Some of the trees being taken down are pretty sizable, so this isn’t casual activity, but it’s also breeding time for the North American beaver (Castor canadensis) and there may be a den someplace. While everyone knows of the lodges in the center of ponds, I’ve never seen one in NC – the beavers have always made bank dens, typically among the roots of a tree right on the water’s edge. My initial observations did not reveal these either, though I have some suspicions. The snow had frozen into a slush/ice sheet on the pond surface, but a couple of narrow broken channels within hinted that the beavers had been active last night, at least a little. And I loved this particular scene.
Yes, that’s floating in midair. Being relatively small and tangled in the branches of the neighboring pine, this one simply shifted sideways a little but remained in place; I would have loved observing the beavers as they broke through and virtually nothing happened. Will I be able to get any shots of such activity? I’m not holding my breath, especially since it’s been too cold overnight for me to stake anything out for very long, and it seems likely that if they show any activity at all, it probably won’t be within range of the lens and flash. But we’ll see, I guess.
There was a limited amount of bird activity as well.
The slush/ice cover wasn’t complete across the pond, and in one corner with overhanging trees, the buff-colored female mallard (Anas platyrhynchos) showed that she and her mate were still hanging around.
And another avian, who didn’t have a grasp on subtlety despite its feeding habits.

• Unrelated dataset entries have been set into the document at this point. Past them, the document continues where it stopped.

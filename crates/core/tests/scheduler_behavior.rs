use std::sync::atomic::{AtomicUsize, Ordering};
use std::sync::{Arc, Condvar, Mutex};
use std::time::Duration;

use tokio::sync::mpsc;
use tokio_util::sync::CancellationToken;

use treeline_core::{
    BackgroundParser, DiagnosticsSink, DocumentBuffer, DocumentId, OutlineKind, OutlineNode,
    OutlineTree, ParseError, ParsePipeline, ParseResult, PipelineOutput, SchedulerConfig, Snapshot,
    Span, StaticNameResolver, Token,
};

fn config(debounce_ms: u64) -> SchedulerConfig {
    SchedulerConfig {
        debounce: Duration::from_millis(debounce_ms),
    }
}

fn output_for(snapshot: &Snapshot) -> PipelineOutput {
    let span = Span::new(0, snapshot.len());
    PipelineOutput {
        tokens: vec![Token { kind: "text", span }],
        tree: OutlineTree {
            roots: vec![OutlineNode::new(OutlineKind::Region, None, span)],
        },
        errors: Vec::new(),
        cancelled: false,
    }
}

/// Completes immediately; counts invocations.
struct CountingPipeline {
    calls: AtomicUsize,
}

impl CountingPipeline {
    fn new() -> Arc<Self> {
        Arc::new(Self {
            calls: AtomicUsize::new(0),
        })
    }
}

impl ParsePipeline for CountingPipeline {
    fn content_type(&self) -> &'static str {
        "test"
    }

    fn parse(&self, snapshot: &Snapshot, _cancel: &CancellationToken) -> PipelineOutput {
        self.calls.fetch_add(1, Ordering::SeqCst);
        output_for(snapshot)
    }
}

struct Gate {
    released: Mutex<bool>,
    cv: Condvar,
}

impl Gate {
    fn new() -> Arc<Self> {
        Arc::new(Self {
            released: Mutex::new(false),
            cv: Condvar::new(),
        })
    }

    fn wait(&self) {
        let mut released = self.released.lock().expect("lock poisoned");
        while !*released {
            released = self.cv.wait(released).expect("lock poisoned");
        }
    }

    fn open(&self) {
        *self.released.lock().expect("lock poisoned") = true;
        self.cv.notify_all();
    }
}

/// Blocks inside `parse` until the gate opens, so tests control exactly
/// when a run completes relative to newer edits.
struct GatedPipeline {
    gate: Arc<Gate>,
    calls: AtomicUsize,
    observe_cancel: bool,
}

impl GatedPipeline {
    fn new(gate: Arc<Gate>, observe_cancel: bool) -> Arc<Self> {
        Arc::new(Self {
            gate,
            calls: AtomicUsize::new(0),
            observe_cancel,
        })
    }
}

impl ParsePipeline for GatedPipeline {
    fn content_type(&self) -> &'static str {
        "test"
    }

    fn parse(&self, snapshot: &Snapshot, cancel: &CancellationToken) -> PipelineOutput {
        self.calls.fetch_add(1, Ordering::SeqCst);
        self.gate.wait();
        if self.observe_cancel && cancel.is_cancelled() {
            return PipelineOutput::default().cancelled();
        }
        output_for(snapshot)
    }
}

/// Panics on the first call, succeeds afterwards.
struct FaultyOncePipeline {
    failed: AtomicUsize,
}

impl ParsePipeline for FaultyOncePipeline {
    fn content_type(&self) -> &'static str {
        "test"
    }

    fn parse(&self, snapshot: &Snapshot, _cancel: &CancellationToken) -> PipelineOutput {
        if self.failed.fetch_add(1, Ordering::SeqCst) == 0 {
            panic!("grammar bug");
        }
        output_for(snapshot)
    }
}

struct ErroringPipeline;

impl ParsePipeline for ErroringPipeline {
    fn content_type(&self) -> &'static str {
        "test"
    }

    fn parse(&self, snapshot: &Snapshot, _cancel: &CancellationToken) -> PipelineOutput {
        let mut output = output_for(snapshot);
        output.errors.push(ParseError::new(
            Span::new(8, 9),
            "expected expression".to_string(),
        ));
        output
    }
}

#[derive(Default)]
struct CollectingSink {
    lines: Mutex<Vec<(DocumentId, String)>>,
}

impl CollectingSink {
    fn lines(&self) -> Vec<String> {
        self.lines
            .lock()
            .expect("lock poisoned")
            .iter()
            .map(|(_, line)| line.clone())
            .collect()
    }
}

impl DiagnosticsSink for CollectingSink {
    fn write_line(&self, document: DocumentId, line: &str) {
        self.lines
            .lock()
            .expect("lock poisoned")
            .push((document, line.to_string()));
    }
}

struct Fixture {
    buffer: Arc<DocumentBuffer>,
    parser: BackgroundParser,
    results: mpsc::UnboundedReceiver<Arc<ParseResult>>,
    sink: Arc<CollectingSink>,
}

fn fixture(pipeline: Arc<dyn ParsePipeline>, debounce_ms: u64) -> Fixture {
    let buffer = DocumentBuffer::new("test", "initial");
    let resolver = Arc::new(StaticNameResolver::new());
    resolver.insert(buffer.id(), "A.test");
    let sink = Arc::new(CollectingSink::default());
    let parser = BackgroundParser::spawn(
        Arc::clone(&buffer),
        pipeline,
        resolver,
        Arc::clone(&sink) as Arc<dyn DiagnosticsSink>,
        config(debounce_ms),
    );
    let (tx, results) = mpsc::unbounded_channel();
    parser.subscribe(move |result| {
        let _ = tx.send(result);
    });
    Fixture {
        buffer,
        parser,
        results,
        sink,
    }
}

async fn recv(results: &mut mpsc::UnboundedReceiver<Arc<ParseResult>>) -> Arc<ParseResult> {
    tokio::time::timeout(Duration::from_secs(5), results.recv())
        .await
        .expect("timed out waiting for a parse result")
        .expect("result channel closed")
}

async fn wait_until(what: &str, mut cond: impl FnMut() -> bool) {
    for _ in 0..1000 {
        if cond() {
            return;
        }
        tokio::time::sleep(Duration::from_millis(5)).await;
    }
    panic!("timed out waiting for {what}");
}

#[tokio::test(start_paused = true)]
async fn debounce_coalesces_a_burst_of_requests() {
    let pipeline = CountingPipeline::new();
    let mut fx = fixture(Arc::clone(&pipeline) as Arc<dyn ParsePipeline>, 75);

    // Three rapid edits plus explicit reparse requests, all inside one
    // debounce window.
    fx.buffer.edit("v2");
    fx.parser.request_reparse();
    fx.buffer.edit("v3");
    fx.parser.request_reparse();
    fx.buffer.edit("v4");
    fx.parser.request_reparse();

    let result = recv(&mut fx.results).await;
    assert_eq!(result.version, 4, "parse runs for the newest snapshot");
    assert_eq!(pipeline.calls.load(Ordering::SeqCst), 1, "one execution, not k");

    // The window is spent; nothing else arrives.
    tokio::time::sleep(Duration::from_millis(500)).await;
    assert!(fx.results.try_recv().is_err());
    assert_eq!(pipeline.calls.load(Ordering::SeqCst), 1);

    fx.parser.shutdown().await;
}

#[tokio::test]
async fn delivered_versions_are_strictly_increasing() {
    let pipeline = CountingPipeline::new();
    let mut fx = fixture(Arc::clone(&pipeline) as Arc<dyn ParsePipeline>, 10);

    let mut seen = Vec::new();
    for text in ["b", "c", "d"] {
        fx.buffer.edit(text);
        let result = recv(&mut fx.results).await;
        assert!(!result.tokens.is_empty());
        seen.push(result.version);
    }
    assert_eq!(seen, vec![2, 3, 4]);

    fx.parser.shutdown().await;
}

#[tokio::test(flavor = "multi_thread", worker_threads = 2)]
async fn superseded_parse_is_cancelled_and_never_delivered() {
    let gate = Gate::new();
    let pipeline = GatedPipeline::new(Arc::clone(&gate), false);
    let mut fx = fixture(Arc::clone(&pipeline) as Arc<dyn ParsePipeline>, 10);

    fx.buffer.edit("old");
    wait_until("first parse to start", || {
        pipeline.calls.load(Ordering::SeqCst) == 1
    })
    .await;

    // A newer edit supersedes the blocked run.
    fx.buffer.edit("new");
    wait_until("second parse to start", || {
        pipeline.calls.load(Ordering::SeqCst) == 2
    })
    .await;

    gate.open();
    let result = recv(&mut fx.results).await;
    assert_eq!(result.version, 3, "only the newest version is delivered");

    tokio::time::sleep(Duration::from_millis(50)).await;
    assert!(fx.results.try_recv().is_err(), "stale v2 result was suppressed");

    fx.parser.shutdown().await;
}

#[tokio::test(flavor = "multi_thread", worker_threads = 2)]
async fn cooperatively_cancelled_partial_output_is_suppressed() {
    let gate = Gate::new();
    let pipeline = GatedPipeline::new(Arc::clone(&gate), true);
    let mut fx = fixture(Arc::clone(&pipeline) as Arc<dyn ParsePipeline>, 10);

    fx.buffer.edit("old");
    wait_until("first parse to start", || {
        pipeline.calls.load(Ordering::SeqCst) == 1
    })
    .await;
    fx.buffer.edit("new");
    wait_until("second parse to start", || {
        pipeline.calls.load(Ordering::SeqCst) == 2
    })
    .await;

    // First run now observes its cancelled token and returns partial
    // output; the second completes normally.
    gate.open();
    let result = recv(&mut fx.results).await;
    assert_eq!(result.version, 3);
    tokio::time::sleep(Duration::from_millis(50)).await;
    assert!(fx.results.try_recv().is_err());

    fx.parser.shutdown().await;
}

#[tokio::test(flavor = "multi_thread", worker_threads = 2)]
async fn shutdown_silences_in_flight_work() {
    let gate = Gate::new();
    let pipeline = GatedPipeline::new(Arc::clone(&gate), false);
    let mut fx = fixture(Arc::clone(&pipeline) as Arc<dyn ParsePipeline>, 10);

    fx.buffer.edit("v2");
    wait_until("parse to start", || {
        pipeline.calls.load(Ordering::SeqCst) == 1
    })
    .await;

    fx.parser.shutdown().await;
    gate.open();

    tokio::time::sleep(Duration::from_millis(100)).await;
    assert!(
        fx.results.try_recv().is_err(),
        "no result is delivered after shutdown returns"
    );
}

#[tokio::test(flavor = "multi_thread", worker_threads = 2)]
async fn pipeline_fault_is_logged_and_does_not_wedge_the_scheduler() {
    let pipeline = Arc::new(FaultyOncePipeline {
        failed: AtomicUsize::new(0),
    });
    let mut fx = fixture(Arc::clone(&pipeline) as Arc<dyn ParsePipeline>, 10);

    // First cycle panics: no result, one diagnostics line.
    fx.buffer.edit("boom");
    wait_until("fault to reach the sink", || {
        fx.sink.lines().iter().any(|l| l.contains("background parse failed"))
    })
    .await;
    assert!(fx.results.try_recv().is_err());
    assert!(fx.sink.lines()[0].contains("grammar bug"));

    // Next edit retries cleanly.
    fx.buffer.edit("fine");
    let result = recv(&mut fx.results).await;
    assert_eq!(result.version, 3);

    fx.parser.shutdown().await;
}

#[tokio::test]
async fn syntax_errors_are_mirrored_to_the_diagnostics_sink() {
    let mut fx = fixture(Arc::new(ErroringPipeline), 10);

    fx.buffer.edit("line one\nline two");
    let result = recv(&mut fx.results).await;
    assert_eq!(result.errors.len(), 1);

    let lines = fx.sink.lines();
    assert_eq!(lines.len(), 1);
    // Byte offset 8 of "line one\nline two" is the newline: line 0, col 8.
    assert_eq!(lines[0], "A.test(0:8): expected expression");

    fx.parser.shutdown().await;
}

#[tokio::test]
async fn unsubscribed_consumers_stop_receiving() {
    let pipeline = CountingPipeline::new();
    let buffer = DocumentBuffer::new("test", "x");
    let parser = BackgroundParser::spawn(
        Arc::clone(&buffer),
        pipeline as Arc<dyn ParsePipeline>,
        Arc::new(StaticNameResolver::new()),
        Arc::new(CollectingSink::default()) as Arc<dyn DiagnosticsSink>,
        config(10),
    );

    let (tx_a, mut rx_a) = mpsc::unbounded_channel();
    let (tx_b, mut rx_b) = mpsc::unbounded_channel();
    let sub_a = parser.subscribe(move |r| {
        let _ = tx_a.send(r);
    });
    let _sub_b = parser.subscribe(move |r| {
        let _ = tx_b.send(r);
    });

    buffer.edit("y");
    assert_eq!(recv(&mut rx_a).await.version, 2);
    assert_eq!(recv(&mut rx_b).await.version, 2);

    parser.unsubscribe(sub_a);
    buffer.edit("z");
    assert_eq!(recv(&mut rx_b).await.version, 3);
    assert!(rx_a.try_recv().is_err());

    parser.shutdown().await;
}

I knew, solely from the length of the tail, that this was either a sharp-shinned or a Cooper’s hawk, but they’re almost identical. However, as this one flew off, I got one frame of the spread tail that tells me it was a sharp-shinned hawk (Accipiter striatus.) Before that occurred, however, I crept in a bit closer.
Even though a couple of people with their dog had just passed underneath not two minutes from our approach, I was being creepy by, well, creeping up on it. None of this cartoon tiptoe or carry a small bush for cover stuff, but I was definitely pausing close by and my attention was clearly on the hawk, so it soon vacated, but not before I got some adequate frames.
Back home, I tried for a couple of shots that didn’t come out well because I’d only taken the 18-135 with me and not the macro, but I can always return to those. I did, however, peek into the greenhouse to note the progress therein.
We have a small heater in there to ensure that it doesn’t drop below 10°c, and the trumpet flowers and one of the Japanese maples find this perfectly adequate – the maple, seen here, is absolutely going to town even when it hasn’t shed its brown leaves from last year.
We’ll close with one of the azaleas out back, where most of the branches sported a small cap of snow on the ends, supported by the cluster of leaves that is the trait of the bush. The sun’s still low so backlighting was easy, in fact difficult to avoid, and I kinda liked the lens flare effects so I went with this frame. Not trying really hard, but good to be shooting a little at least.